De Peruaanse jager-verzamelaars waren specialisten op het gebied van groot wild die speerwerptechnologieën gebruikten die waarschijnlijk relatief eenvoudig te leren waren. Dit heeft mogelijk geleid tot meer flexibele arbeidsverdelingen en een bredere deelname aan de jacht door vrouwen, vergelijkbaar met wat we tegenwoordig onder sommige jager-verzamelaars zien.

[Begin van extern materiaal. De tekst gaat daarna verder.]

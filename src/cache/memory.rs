//! In-memory cache tier
//!
//! Bounded map with LRU, LFU and TTL eviction. Not synchronized; the hybrid
//! cache owns it behind a lock.

use std::collections::HashMap;
use std::time::Duration;

use serde_json::Value;

use super::{now_secs, EvictionStrategy};

/// A single memory entry
#[derive(Debug, Clone)]
pub struct MemoryEntry {
    pub value: Value,
    pub expires_at: f64,
    /// Logical clock value of the last get or set
    pub last_access: u64,
    /// Hits since the last set
    pub access_count: u64,
}

impl MemoryEntry {
    fn is_expired(&self, now: f64) -> bool {
        self.expires_at <= now
    }
}

/// Outcome of a memory lookup
#[derive(Debug, PartialEq)]
pub enum Lookup {
    Hit(Value),
    Expired,
    Missing,
}

/// Bounded in-memory store
#[derive(Debug)]
pub struct MemoryStore {
    entries: HashMap<String, MemoryEntry>,
    max_entries: usize,
    strategy: EvictionStrategy,
    clock: u64,
}

impl MemoryStore {
    pub fn new(max_entries: usize, strategy: EvictionStrategy) -> Self {
        Self {
            entries: HashMap::new(),
            max_entries: max_entries.max(1),
            strategy,
            clock: 0,
        }
    }

    fn tick(&mut self) -> u64 {
        self.clock += 1;
        self.clock
    }

    pub fn strategy(&self) -> EvictionStrategy {
        self.strategy
    }

    pub fn set_strategy(&mut self, strategy: EvictionStrategy) {
        self.strategy = strategy;
    }

    pub fn max_entries(&self) -> usize {
        self.max_entries
    }

    /// Change the bound; evicts immediately if the store is over it.
    /// Returns the number of evicted entries.
    pub fn set_max_entries(&mut self, max_entries: usize) -> usize {
        self.max_entries = max_entries.max(1);
        let mut evicted = 0;
        while self.entries.len() > self.max_entries && self.evict_one() {
            evicted += 1;
        }
        evicted
    }

    pub fn len(&self) -> usize {
        self.entries.len()
    }

    pub fn contains(&self, key: &str) -> bool {
        self.entries.contains_key(key)
    }

    pub fn keys(&self) -> impl Iterator<Item = &String> {
        self.entries.keys()
    }

    /// Look up a key, updating recency and frequency on a hit
    pub fn get(&mut self, key: &str) -> Lookup {
        let now = now_secs();
        let expired = match self.entries.get(key) {
            None => return Lookup::Missing,
            Some(entry) => entry.is_expired(now),
        };

        if expired {
            self.entries.remove(key);
            return Lookup::Expired;
        }

        let tick = self.tick();
        match self.entries.get_mut(key) {
            Some(entry) => {
                entry.last_access = tick;
                entry.access_count += 1;
                Lookup::Hit(entry.value.clone())
            }
            None => Lookup::Missing,
        }
    }

    /// Insert with an absolute expiry; returns the number of evicted entries
    pub fn insert_until(&mut self, key: &str, value: Value, expires_at: f64) -> usize {
        let tick = self.tick();
        self.entries.insert(
            key.to_string(),
            MemoryEntry {
                value,
                expires_at,
                last_access: tick,
                access_count: 1,
            },
        );

        let mut evicted = 0;
        while self.entries.len() > self.max_entries && self.evict_one() {
            evicted += 1;
        }
        evicted
    }

    /// Insert with a relative TTL; returns the number of evicted entries
    pub fn insert(&mut self, key: &str, value: Value, ttl: Duration) -> usize {
        self.insert_until(key, value, now_secs() + ttl.as_secs_f64())
    }

    pub fn remove(&mut self, key: &str) -> bool {
        self.entries.remove(key).is_some()
    }

    pub fn retain<F>(&mut self, mut keep: F) -> usize
    where
        F: FnMut(&str) -> bool,
    {
        let before = self.entries.len();
        self.entries.retain(|key, _| keep(key));
        before - self.entries.len()
    }

    pub fn clear(&mut self) {
        self.entries.clear();
    }

    /// Evict a single entry. Expired entries go first, then the strategy's victim.
    fn evict_one(&mut self) -> bool {
        let now = now_secs();

        let expired = self
            .entries
            .iter()
            .filter(|(_, e)| e.is_expired(now))
            .min_by(|a, b| a.1.expires_at.total_cmp(&b.1.expires_at))
            .map(|(k, _)| k.clone());

        let victim = expired.or_else(|| match self.strategy {
            EvictionStrategy::Lru => self.least_recent(),
            EvictionStrategy::Lfu => self
                .entries
                .iter()
                .min_by_key(|(_, e)| (e.access_count, e.last_access))
                .map(|(k, _)| k.clone()),
            EvictionStrategy::Ttl => self
                .entries
                .iter()
                .min_by(|a, b| a.1.expires_at.total_cmp(&b.1.expires_at))
                .map(|(k, _)| k.clone())
                .or_else(|| self.least_recent()),
        });

        match victim {
            Some(key) => {
                tracing::trace!(key = %key, strategy = %self.strategy, "evicting memory cache entry");
                self.entries.remove(&key);
                true
            }
            None => false,
        }
    }

    fn least_recent(&self) -> Option<String> {
        self.entries
            .iter()
            .min_by_key(|(_, e)| e.last_access)
            .map(|(k, _)| k.clone())
    }
}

De sociale implicaties buiten deze feiten zijn niet duidelijk. Dat komt omdat iemands rol bij het verzamelen van voedsel geen eenvoudige relatie heeft met status of machtsdynamiek. Nieuw onderzoek naar verwaarloosde onderwerpen zoals de determinanten van de status van vrouwen en risicozoekend economisch gedrag in traditionele samenlevingen belooft licht op deze kwestie te werpen. Maar zoals het geval met het Batek-volk laat zien, in een bevrijde samenleving van gelijken, status en macht hebben weinig te maken met wie het vlees binnenbrengt.

Dit artikel is opnieuw gepubliceerd vanuit The Conversation onder een Creative Commons-licentie. Lees het originele artikel.